License Plate Grant Program Awards $13,000 for Organizations' Enhancement of the Appalachian Trail
ASHEVILLE, N.C. (August 6) — The Appalachian Trail Conservancy (ATC), through its North Carolina Appalachian Trail license plate program, this summer awarded more than $13,000 to four organizations committed to preserving the Trail through maintenance, environmental monitoring, and volunteer skills training. An additional $10,000 is available for approved grants between now and mid-October.
The Carolina Mountain Club of Asheville, N.C., and the Tennessee Eastman Hiking and Canoeing Club of Kingsport, Tenn., both received funds for the repair or purchase of equipment for Trail-maintenance work in North Carolina. Mountains-to-Sea Conservation, Inc., of Marshall, N.C., will work to protect rare plants along the Appalachian Trail (A.T.) by supporting ATC volunteers in need of plant-identification assistance, improving data collection and delivery, and investigating unmonitored rare plant sites.
The ATC funded a second natural-heritage project that will document and catalogue old-growth forests in close proximity to the Appalachian Trail. This project is being carried out by the Southern Appalachian Forest Coalition and is structured to educate Trail users and to support protection of forests adjacent to the A.T. by providing a resource for forest-planning efforts.
“This is the first year we have funded a natural-heritage or environmental monitoring project through our grant program,” said Leanna Joyner, ATC’s program and communications manager in Asheville.
“These are all projects that reinforce the conservation of the national and state treasure we have in the Appalachian Trail. We’re only able to support them locally because of the license plate program and drivers who own A.T. plates,” said Joyner. Twenty dollars of the fee for Friends of the Appalachian Trail special license plates goes to the ATC for trail-related work in North Carolina.

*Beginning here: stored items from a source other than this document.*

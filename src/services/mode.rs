//! Execution mode selection: a single pure function over a plan, persisted
//! explicitly on the project rather than left implicit in plan shape.

use crate::domain::models::{ExecutionMode, ExecutionPlan};

/// A plan is parallel-worthwhile if it has any batch with `can_parallel`
/// and at least two tasks; otherwise sequential mode is chosen.
pub fn select_mode(plan: &ExecutionPlan) -> ExecutionMode {
    let worthwhile = plan
        .batches
        .iter()
        .any(|b| b.can_parallel && b.task_ids.len() >= 2);

    if worthwhile {
        ExecutionMode::Parallel
    } else {
        ExecutionMode::Sequential
    }
}

#[cfg(test)]
mod tests {
    use super::*;
    use crate::domain::models::Batch;
    use std::collections::HashMap;
    use uuid::Uuid;

    #[test]
    fn single_task_batches_select_sequential() {
        let plan = ExecutionPlan::new(
            Uuid::new_v4(),
            vec![Batch::new(0, vec![Uuid::new_v4()], false, vec![])],
            HashMap::new(),
            vec![],
        );
        assert_eq!(select_mode(&plan), ExecutionMode::Sequential);
    }

    #[test]
    fn parallel_batch_selects_parallel_mode() {
        let plan = ExecutionPlan::new(
            Uuid::new_v4(),
            vec![Batch::new(0, vec![Uuid::new_v4(), Uuid::new_v4()], true, vec![])],
            HashMap::new(),
            vec![],
        );
        assert_eq!(select_mode(&plan), ExecutionMode::Parallel);
    }
}
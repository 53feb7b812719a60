//! Agent cost ledger model: an append-only row tying a project (and
//! optionally a session/task) to a model invocation's token counts and
//! cost.

use chrono::{DateTime, Utc};
use serde::{Deserialize, Serialize};
use uuid::Uuid;

#[derive(Debug, Clone, Serialize, Deserialize)]
pub struct AgentCost {
    pub id: Uuid,
    pub project_id: Uuid,
    pub session_id: Option<Uuid>,
    pub task_id: Option<Uuid>,
    pub model: String,
    pub input_tokens: i64,
    pub output_tokens: i64,
    pub cost_cents: i64,
    pub recorded_at: DateTime<Utc>,
}

impl AgentCost {
    pub fn new(
        project_id: Uuid,
        session_id: Option<Uuid>,
        task_id: Option<Uuid>,
        model: impl Into<String>,
        input_tokens: i64,
        output_tokens: i64,
        cost_cents: i64,
    ) -> Self {
        Self {
            id: Uuid::new_v4(),
            project_id,
            session_id,
            task_id,
            model: model.into(),
            input_tokens,
            output_tokens,
            cost_cents,
            recorded_at: Utc::now(),
        }
    }
}
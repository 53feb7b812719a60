//! Expertise store persistence port.

use async_trait::async_trait;
use uuid::Uuid;

use crate::domain::errors::DomainResult;
use crate::domain::models::{ExpertiseDomain, ExpertiseRecord};

#[async_trait]
pub trait ExpertiseRepository: Send + Sync {
    async fn get(&self, project_id: Uuid, domain: ExpertiseDomain) -> DomainResult<Option<ExpertiseRecord>>;
    async fn upsert(&self, record: &ExpertiseRecord) -> DomainResult<()>;
    async fn list_for_project(&self, project_id: Uuid) -> DomainResult<Vec<ExpertiseRecord>>;
}
//! Execution plan / batch persistence port.
//!
//! A plan is stored as a single JSON blob inside `projects.metadata` (see
//! [`crate::domain::models::Project::set_execution_plan`]); this port covers
//! the per-batch status transitions the Parallel Executor writes back as a
//! batch starts and finishes, without requiring a read-modify-write of the
//! whole plan on every caller.

use async_trait::async_trait;
use uuid::Uuid;

use crate::domain::errors::DomainResult;
use crate::domain::models::{BatchStatus, ExecutionPlan};

#[async_trait]
pub trait PlanRepository: Send + Sync {
    async fn save_plan(&self, project_id: Uuid, plan: &ExecutionPlan) -> DomainResult<()>;
    async fn load_plan(&self, project_id: Uuid) -> DomainResult<Option<ExecutionPlan>>;
    async fn set_batch_status(
        &self,
        project_id: Uuid,
        batch_id: u32,
        status: BatchStatus,
    ) -> DomainResult<()>;
}
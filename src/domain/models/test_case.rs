//! Test-case domain model ("Test" entity in the data model — named
//! `TestCase` here to avoid shadowing Rust's own `#[test]`).

use serde::{Deserialize, Serialize};
use uuid::Uuid;

#[derive(Debug, Clone, Serialize, Deserialize)]
pub struct TestCase {
    pub id: Uuid,
    pub task_id: Uuid,
    pub category: String,
    pub description: String,
    pub steps: Vec<String>,
    pub passed: Option<bool>,
    pub result: serde_json::Value,
}

impl TestCase {
    pub fn new(task_id: Uuid, category: impl Into<String>, description: impl Into<String>) -> Self {
        Self {
            id: Uuid::new_v4(),
            task_id,
            category: category.into(),
            description: description.into(),
            steps: Vec::new(),
            passed: None,
            result: serde_json::json!({}),
        }
    }
}
//! Expertise record model: per-(project, domain) learned context injected
//! into agent prompts by the Parallel Executor (spec §4.8).

use chrono::{DateTime, Utc};
use serde::{Deserialize, Serialize};
use uuid::Uuid;

/// Fixed seven-element domain set classified tasks fall into.
#[derive(Debug, Clone, Copy, PartialEq, Eq, Hash, Serialize, Deserialize)]
#[serde(rename_all = "snake_case")]
pub enum ExpertiseDomain {
    Database,
    Api,
    Frontend,
    Testing,
    Security,
    Deployment,
    General,
}

impl ExpertiseDomain {
    pub fn as_str(&self) -> &'static str {
        match self {
            Self::Database => "database",
            Self::Api => "api",
            Self::Frontend => "frontend",
            Self::Testing => "testing",
            Self::Security => "security",
            Self::Deployment => "deployment",
            Self::General => "general",
        }
    }

    pub fn all() -> [ExpertiseDomain; 7] {
        [
            Self::Database,
            Self::Api,
            Self::Frontend,
            Self::Testing,
            Self::Security,
            Self::Deployment,
            Self::General,
        ]
    }
}

/// Pruning caps applied by the expertise store (spec §4.8).
pub const MAX_LINES_PER_DOMAIN: usize = 1000;
pub const MAX_PATTERNS: usize = 20;
pub const MAX_TECHNIQUES: usize = 15;

#[derive(Debug, Clone, Serialize, Deserialize)]
pub struct ExpertiseRecord {
    pub project_id: Uuid,
    pub domain: ExpertiseDomain,
    pub version: i64,
    pub patterns: Vec<String>,
    pub techniques: Vec<String>,
    pub hot_files: Vec<String>,
    pub learnings: Vec<String>,
    pub updated_at: DateTime<Utc>,
}

impl ExpertiseRecord {
    pub fn new(project_id: Uuid, domain: ExpertiseDomain) -> Self {
        Self {
            project_id,
            domain,
            version: 0,
            patterns: Vec::new(),
            techniques: Vec::new(),
            hot_files: Vec::new(),
            learnings: Vec::new(),
            updated_at: Utc::now(),
        }
    }

    /// Render this record as a prompt-ready text blob.
    pub fn render(&self) -> String {
        let mut blob = format!("# Expertise: {}\n", self.domain.as_str());
        if !self.patterns.is_empty() {
            blob.push_str("## Patterns\n");
            for p in &self.patterns {
                blob.push_str("- ");
                blob.push_str(p);
                blob.push('\n');
            }
        }
        if !self.techniques.is_empty() {
            blob.push_str("## Techniques\n");
            for t in &self.techniques {
                blob.push_str("- ");
                blob.push_str(t);
                blob.push('\n');
            }
        }
        if !self.learnings.is_empty() {
            blob.push_str("## Learnings\n");
            for l in &self.learnings {
                blob.push_str("- ");
                blob.push_str(l);
                blob.push('\n');
            }
        }
        blob
    }

    /// Apply the size-bounded pruning policy: trim oldest failure
    /// learnings first to respect the per-domain line budget, then cap
    /// patterns/techniques to their fixed limits.
    pub fn prune(&mut self) {
        while self.render().lines().count() > MAX_LINES_PER_DOMAIN && !self.learnings.is_empty() {
            self.learnings.remove(0);
        }
        if self.patterns.len() > MAX_PATTERNS {
            let excess = self.patterns.len() - MAX_PATTERNS;
            self.patterns.drain(0..excess);
        }
        if self.techniques.len() > MAX_TECHNIQUES {
            let excess = self.techniques.len() - MAX_TECHNIQUES;
            self.techniques.drain(0..excess);
        }
    }

    pub fn bump_version(&mut self) {
        self.version += 1;
        self.updated_at = Utc::now();
    }
}

#[cfg(test)]
mod tests {
    use super::*;

    #[test]
    fn prune_caps_patterns_and_techniques() {
        let mut record = ExpertiseRecord::new(Uuid::new_v4(), ExpertiseDomain::Api);
        record.patterns = (0..30).map(|i| format!("pattern-{i}")).collect();
        record.techniques = (0..20).map(|i| format!("technique-{i}")).collect();
        record.prune();
        assert_eq!(record.patterns.len(), MAX_PATTERNS);
        assert_eq!(record.techniques.len(), MAX_TECHNIQUES);
        assert_eq!(record.patterns[0], "pattern-10");
    }
}
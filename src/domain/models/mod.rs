//! Domain models.
//!
//! Pure entities for the parallel execution engine, framework-agnostic and
//! free of infrastructure concerns.

pub mod agent_cost;
pub mod epic;
pub mod execution_plan;
pub mod expertise;
pub mod project;
pub mod session;
pub mod task;
pub mod test_case;
pub mod worktree;

pub use agent_cost::AgentCost;
pub use epic::Epic;
pub use execution_plan::{Batch, BatchStatus, ConflictKind, ExecutionPlan, PlanValidation, PredictedConflict};
pub use expertise::{ExpertiseDomain, ExpertiseRecord};
pub use project::{ExecutionMode, Project};
pub use session::{Session, SessionKind, SessionStatus};
pub use task::{Dependency, DependencyKind, Task};
pub use test_case::TestCase;
pub use worktree::{Worktree, WorktreeStatus};
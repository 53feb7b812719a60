//! SQLite implementation of the TestRepository.

use async_trait::async_trait;
use sqlx::SqlitePool;
use uuid::Uuid;

use crate::domain::errors::{DomainError, DomainResult};
use crate::domain::models::TestCase;
use crate::domain::ports::TestRepository;

#[derive(Clone)]
pub struct SqliteTestRepository {
    pool: SqlitePool,
}

impl SqliteTestRepository {
    pub fn new(pool: SqlitePool) -> Self {
        Self { pool }
    }
}

#[async_trait]
impl TestRepository for SqliteTestRepository {
    async fn create(&self, test: &TestCase) -> DomainResult<()> {
        sqlx::query(
            r#"INSERT INTO tests (id, task_id, category, description, steps, passed, result)
               VALUES (?, ?, ?, ?, ?, ?, ?)"#,
        )
        .bind(test.id.to_string())
        .bind(test.task_id.to_string())
        .bind(&test.category)
        .bind(&test.description)
        .bind(serde_json::to_string(&test.steps)?)
        .bind(test.passed)
        .bind(serde_json::to_string(&test.result)?)
        .execute(&self.pool)
        .await?;

        Ok(())
    }

    async fn list_for_task(&self, task_id: Uuid) -> DomainResult<Vec<TestCase>> {
        let rows: Vec<TestRow> = sqlx::query_as(
            "SELECT id, task_id, category, description, steps, passed, result
             FROM tests WHERE task_id = ? ORDER BY category, id",
        )
        .bind(task_id.to_string())
        .fetch_all(&self.pool)
        .await?;

        rows.into_iter().map(|r| r.try_into()).collect()
    }

    async fn record_result(&self, test_id: Uuid, passed: bool, result: serde_json::Value) -> DomainResult<()> {
        let rows_affected = sqlx::query("UPDATE tests SET passed = ?, result = ? WHERE id = ?")
            .bind(passed)
            .bind(serde_json::to_string(&result)?)
            .bind(test_id.to_string())
            .execute(&self.pool)
            .await?
            .rows_affected();

        if rows_affected == 0 {
            return Err(DomainError::ValidationFailed(format!("test {test_id} not found")));
        }
        Ok(())
    }
}

#[derive(sqlx::FromRow)]
struct TestRow {
    id: String,
    task_id: String,
    category: String,
    description: String,
    steps: String,
    passed: Option<bool>,
    result: String,
}

impl TryFrom<TestRow> for TestCase {
    type Error = DomainError;

    fn try_from(row: TestRow) -> Result<Self, Self::Error> {
        let id = super::parse_uuid(&row.id)?;
        let task_id = super::parse_uuid(&row.task_id)?;
        let steps = super::parse_json_or_default(Some(row.steps))?;
        let result = super::parse_json_value(&row.result)?;

        Ok(TestCase {
            id,
            task_id,
            category: row.category,
            description: row.description,
            steps,
            passed: row.passed,
            result,
        })
    }
}

#[cfg(test)]
mod tests {
    use super::*;
    use crate::adapters::sqlite::create_migrated_test_pool;
    use crate::adapters::sqlite::epic_repository::SqliteEpicRepository;
    use crate::adapters::sqlite::project_repository::SqliteProjectRepository;
    use crate::adapters::sqlite::task_repository::SqliteTaskRepository;
    use crate::domain::models::{Epic, Project, Task};
    use crate::domain::ports::{EpicRepository, ProjectRepository, TaskRepository};
    use std::path::PathBuf;

    async fn seed_task(pool: &SqlitePool) -> Uuid {
        let project = Project::new("demo", PathBuf::from("/work/demo"));
        SqliteProjectRepository::new(pool.clone()).create(&project).await.unwrap();
        let epic = Epic::new(project.id, "epic-a", 0);
        SqliteEpicRepository::new(pool.clone()).create(&epic).await.unwrap();
        let task = Task::new(epic.id, "do it", "edit file.rs", 0);
        SqliteTaskRepository::new(pool.clone()).create(&task).await.unwrap();
        task.id
    }

    #[tokio::test]
    async fn create_and_list_for_task_roundtrip() {
        let pool = create_migrated_test_pool().await.unwrap();
        let task_id = seed_task(&pool).await;
        let repo = SqliteTestRepository::new(pool);

        let mut test = TestCase::new(task_id, "unit", "endpoint returns 200");
        test.steps = vec!["send request".to_string(), "assert status".to_string()];
        repo.create(&test).await.unwrap();

        let tests = repo.list_for_task(task_id).await.unwrap();
        assert_eq!(tests.len(), 1);
        assert_eq!(tests[0].category, "unit");
        assert_eq!(tests[0].steps.len(), 2);
        assert_eq!(tests[0].passed, None);
    }

    #[tokio::test]
    async fn record_result_updates_pass_flag_and_blob() {
        let pool = create_migrated_test_pool().await.unwrap();
        let task_id = seed_task(&pool).await;
        let repo = SqliteTestRepository::new(pool);

        let test = TestCase::new(task_id, "unit", "endpoint returns 200");
        repo.create(&test).await.unwrap();

        repo.record_result(test.id, true, serde_json::json!({"summary": "task completed"})).await.unwrap();

        let tests = repo.list_for_task(task_id).await.unwrap();
        assert_eq!(tests[0].passed, Some(true));
        assert_eq!(tests[0].result, serde_json::json!({"summary": "task completed"}));
    }

    #[tokio::test]
    async fn record_result_on_unknown_test_errors() {
        let pool = create_migrated_test_pool().await.unwrap();
        let repo = SqliteTestRepository::new(pool);
        let result = repo.record_result(Uuid::new_v4(), true, serde_json::json!({})).await;
        assert!(result.is_err());
    }
}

The deadline for applying for additional 2007 grants is October 17, 2007. Interested grant-seekers can find out more on the Internet at www.appalachiantrail.org/nclicenseplate or by calling (828) 254-3708.
The Appalachian Trail Conservancy is a volunteer-based, private, nonprofit organization dedicated for more than 80 years to the conservation of the 2,175-mile Appalachian Trail so that it will forever remain a simple footpath within a protected greenway along the Appalachian Mountains from Georgia to Maine.